Task objective >>
Give every entry again, exactly.

Data records >>
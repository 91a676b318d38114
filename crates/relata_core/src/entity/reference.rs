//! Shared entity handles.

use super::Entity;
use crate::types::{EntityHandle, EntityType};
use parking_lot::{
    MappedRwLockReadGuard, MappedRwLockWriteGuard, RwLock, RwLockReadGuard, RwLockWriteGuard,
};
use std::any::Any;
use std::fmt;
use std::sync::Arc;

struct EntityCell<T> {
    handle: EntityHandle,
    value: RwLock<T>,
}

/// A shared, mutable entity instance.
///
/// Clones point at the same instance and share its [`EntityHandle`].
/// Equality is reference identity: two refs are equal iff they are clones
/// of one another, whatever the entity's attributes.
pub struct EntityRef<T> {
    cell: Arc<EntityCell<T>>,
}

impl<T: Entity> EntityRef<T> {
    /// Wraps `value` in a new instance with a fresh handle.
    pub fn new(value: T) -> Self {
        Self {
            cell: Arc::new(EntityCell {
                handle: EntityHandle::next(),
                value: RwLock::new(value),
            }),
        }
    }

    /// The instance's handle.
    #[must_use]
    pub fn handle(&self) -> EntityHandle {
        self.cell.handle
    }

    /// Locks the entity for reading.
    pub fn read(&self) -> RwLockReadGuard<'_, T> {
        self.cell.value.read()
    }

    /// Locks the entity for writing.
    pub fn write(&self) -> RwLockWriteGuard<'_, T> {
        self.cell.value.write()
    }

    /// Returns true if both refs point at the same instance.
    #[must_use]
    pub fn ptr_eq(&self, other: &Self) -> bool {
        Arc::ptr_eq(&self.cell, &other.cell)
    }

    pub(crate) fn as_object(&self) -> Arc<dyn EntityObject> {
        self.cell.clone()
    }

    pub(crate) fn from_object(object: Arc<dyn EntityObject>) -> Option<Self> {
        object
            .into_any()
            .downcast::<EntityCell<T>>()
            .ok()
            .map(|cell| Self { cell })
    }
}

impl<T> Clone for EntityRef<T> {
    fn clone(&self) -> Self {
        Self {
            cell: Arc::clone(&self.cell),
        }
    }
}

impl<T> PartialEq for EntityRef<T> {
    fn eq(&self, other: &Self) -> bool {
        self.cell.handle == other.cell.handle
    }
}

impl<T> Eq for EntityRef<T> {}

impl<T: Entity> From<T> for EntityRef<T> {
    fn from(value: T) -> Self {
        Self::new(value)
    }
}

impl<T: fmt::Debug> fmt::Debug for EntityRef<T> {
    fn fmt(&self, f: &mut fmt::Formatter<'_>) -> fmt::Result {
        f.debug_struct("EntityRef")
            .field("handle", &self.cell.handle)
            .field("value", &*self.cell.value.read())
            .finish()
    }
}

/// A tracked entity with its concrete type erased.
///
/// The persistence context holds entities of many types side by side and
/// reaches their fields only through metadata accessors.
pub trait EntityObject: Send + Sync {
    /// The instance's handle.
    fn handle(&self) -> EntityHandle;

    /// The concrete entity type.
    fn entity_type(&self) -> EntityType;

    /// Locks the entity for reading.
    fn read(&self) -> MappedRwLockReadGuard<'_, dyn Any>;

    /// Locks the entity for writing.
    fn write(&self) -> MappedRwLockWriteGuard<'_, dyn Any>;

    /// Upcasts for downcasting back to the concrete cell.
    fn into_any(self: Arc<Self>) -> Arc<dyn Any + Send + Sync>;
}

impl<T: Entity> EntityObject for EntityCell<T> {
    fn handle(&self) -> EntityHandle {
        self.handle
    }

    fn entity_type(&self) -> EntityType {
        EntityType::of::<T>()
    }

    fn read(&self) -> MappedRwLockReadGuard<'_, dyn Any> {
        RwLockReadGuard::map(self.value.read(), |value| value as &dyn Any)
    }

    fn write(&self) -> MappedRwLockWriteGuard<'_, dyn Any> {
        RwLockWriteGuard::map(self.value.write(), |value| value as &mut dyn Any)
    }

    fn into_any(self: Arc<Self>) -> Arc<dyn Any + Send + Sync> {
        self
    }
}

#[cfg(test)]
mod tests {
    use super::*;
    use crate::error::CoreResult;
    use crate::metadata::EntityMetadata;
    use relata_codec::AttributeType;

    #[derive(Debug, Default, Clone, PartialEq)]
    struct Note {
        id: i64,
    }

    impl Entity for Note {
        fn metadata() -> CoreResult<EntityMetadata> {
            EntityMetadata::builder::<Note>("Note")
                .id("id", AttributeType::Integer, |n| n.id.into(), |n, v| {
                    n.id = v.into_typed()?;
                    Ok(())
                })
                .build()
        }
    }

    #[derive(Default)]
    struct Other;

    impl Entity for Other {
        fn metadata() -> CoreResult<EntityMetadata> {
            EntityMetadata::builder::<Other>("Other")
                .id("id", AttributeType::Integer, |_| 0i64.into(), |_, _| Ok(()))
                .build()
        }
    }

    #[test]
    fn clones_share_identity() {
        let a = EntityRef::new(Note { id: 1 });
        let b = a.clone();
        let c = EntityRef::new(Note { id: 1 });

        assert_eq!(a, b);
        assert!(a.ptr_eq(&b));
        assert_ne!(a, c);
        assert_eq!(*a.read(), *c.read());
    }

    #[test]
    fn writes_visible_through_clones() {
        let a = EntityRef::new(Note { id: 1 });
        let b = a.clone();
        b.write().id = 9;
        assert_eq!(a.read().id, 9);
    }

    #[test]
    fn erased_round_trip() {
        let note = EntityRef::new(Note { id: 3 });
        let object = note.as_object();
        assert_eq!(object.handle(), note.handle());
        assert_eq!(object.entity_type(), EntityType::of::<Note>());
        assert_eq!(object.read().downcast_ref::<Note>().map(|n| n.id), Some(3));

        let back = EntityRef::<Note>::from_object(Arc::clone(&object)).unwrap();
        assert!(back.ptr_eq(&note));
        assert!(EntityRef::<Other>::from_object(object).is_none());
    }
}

Solution to the exercise >>
repository 91a676b318d38114
filename crates/relata_core/src/entity/reference.rs
//! Shared entity handles.

use super::Entity;
use crate::types::{EntityHandle, EntityType};
use parking_lot::{
    MappedRwLockReadGuard, MappedRwLockWriteGuard, RwLock, RwLockReadGuard, RwLockWriteGuard,
};
use std::any::Any;
use std::fmt;
use std::sync::Arc;

struct EntityCell<T> {
    handle: EntityHandle,
    value: RwLock<T>,
}

/// A shared, mutable entity instance.
///
/// Clones point at the same instance and share its [`EntityHandle`].
/// Equality is reference identity: two refs are equal iff they are clones
/// of one another, whatever the entity's attributes.
pub struct EntityRef<T> {
    cell: Arc<EntityCell<T>>,
}

impl<T: Entity> EntityRef<T> {
    /// Wraps `value` in a new instance with a fresh handle.
    pub fn new(value: T) -> Self {
        Self {
            cell: Arc::new(EntityCell {
                handle: EntityHandle::next(),
                value: RwLock::new(value),
            }),
        }
    }

    /// The instance's handle.
    #[must_use]
    pub fn handle(&self) -> EntityHandle {
        self.cell.handle
    }

    /// Locks the entity for reading.
    pub fn read(&self) -> RwLockReadGuard<'_, T> {
        self.cell.value.read()
    }

    /// Locks the entity for writing.
    pub fn write(&self) -> RwLockWriteGuard<'_, T> {
        self.cell.value.write()
    }

    /// Returns true if both refs point at the same instance.
    #[must_use]
    pub fn ptr_eq(&self, other: &Self) -> bool {
        Arc::ptr_eq(&self.cell, &other.cell)
    }

    pub(crate) fn as_object(&self) -> Arc<dyn EntityObject> {
        self.cell.clone()
    }

    pub(crate) fn from_object(object: Arc<dyn EntityObject>) -> Option<Self> {
        object
            .into_any()
            .downcast::<EntityCell<T>>()
            .ok()
            .map(|cell| Self { cell })
    }
}

impl<T> Clone for EntityRef<T> {
    fn clone(&self) -> Self {
        Self {
            cell: Arc::clone(&self.cell),
        }
    }
}

impl<T> PartialEq for EntityRef<T> {
    fn eq(&self, other: &Self) -> bool {
        self.cell.handle == other.cell.handle
    }
}

impl<T> Eq for EntityRef<T> {}

impl<T: Entity> From<T> for EntityRef<T> {
    fn from(value: T) -> Self {
        Self::new(value)
    }
}

impl<T: fmt::Debug> fmt::Debug for EntityRef<T> {
    fn fmt(&self, f: &mut fmt::Formatter<'_>) -> fmt::Result {
        f.debug_struct("EntityRef")
            .field("handle", &self.cell.handle)
            .field("value", &*self.cell.value.read())
            .finish()
    }
}

/// A tracked entity with its concrete type erased.
///
/// The persistence context holds entities of many types side by side and
/// reaches their fields only through metadata accessors.
pub trait EntityObject: Send + Sync {
    /// The instance's handle.
    fn handle(&self) -> EntityHandle;

    /// The concrete entity type.
    fn entity_type(&self) -> EntityType;

    /// Locks the entity for reading.
    fn read(&self) -> MappedRwLockReadGuard<'_, dyn Any>;

    /// Locks the entity for writing.
    fn write(&self) -> MappedRwLockWriteGuard<'_, dyn Any>;

    /// Upcasts for downcasting back to the concrete cell.
    fn into_any(self: Arc<Self>) -> Arc<dyn Any + Send + Sync>;
}

impl<T: Entity> EntityObject for EntityCell<T> {
    fn handle(&self) -> EntityHandle {
        self.handle
    }

    fn entity_type(&self) -> EntityType {
        EntityType::of::<T>()
    }

    fn read(&self) -> MappedRwLockReadGuard<'_, dyn Any> {
        RwLockReadGuard::map(self.value.read(), |value| value as &dyn Any)
    }

    fn write(&self) -> MappedRwLockWriteGuard<'_, dyn Any> {
        RwLockWriteGuard::map(self.value.write(), |value| value as &mut dyn Any)
    }

    fn into_any(self: Arc<Self>) -> Arc<dyn Any + Send + Sync> {
        self
    }
}

#[cfg(test)]
mod tests {
    use super::*;
    use crate::error::CoreResult;
    use crate::metadata::EntityMetadata;
    use relata_codec::AttributeType;

    #[derive(Debug, Default, Clone, PartialEq)]
    struct Note {
        id: i64,
    }

    impl Entity for Note {
        fn metadata() -> CoreResult<EntityMetadata> {
            EntityMetadata::builder::<Note>("Note")
                .id("id", AttributeType::Integer, |n| n.id.into(), |n, v| {
                    n.id = v.into_typed()?;
                    Ok(())
                })
                .build()
        }
    }

    #[derive(Default)]
    struct Other;

    impl Entity for Other {
        fn metadata() -> CoreResult<EntityMetadata> {
            EntityMetadata::builder::<Other>("Other")
                .id("id", AttributeType::Integer, |_| 0i64.into(), |_, _| Ok(()))
                .build()
        }
    }

    #[test]
    fn clones_share_identity() {
        let a = EntityRef::new(Note { id: 1 });
        let b = a.clone();
        let c = EntityRef::new(Note { id: 1 });

        assert_eq!(a, b);
        assert!(a.ptr_eq(&b));
        assert_ne!(a, c);
        assert_eq!(*a.read(), *c.read());
    }

    #[test]
    fn writes_visible_through_clones() {
        let a = EntityRef::new(Note { id: 1 });
        let b = a.clone();
        b.write().id = 9;
        assert_eq!(a.read().id, 9);
    }

    #[test]
    fn erased_round_trip() {
        let note = EntityRef::new(Note { id: 3 });
        let object = note.as_object();
        assert_eq!(object.handle(), note.handle());
        assert_eq!(object.entity_type(), EntityType::of::<Note>());
        assert_eq!(object.read().downcast_ref::<Note>().map(|n| n.id), Some(3));

        let back = EntityRef::<Note>::from_object(Arc::clone(&object)).unwrap();
        assert!(back.ptr_eq(&note));
        assert!(EntityRef::<Other>::from_object(object).is_none());
    }
}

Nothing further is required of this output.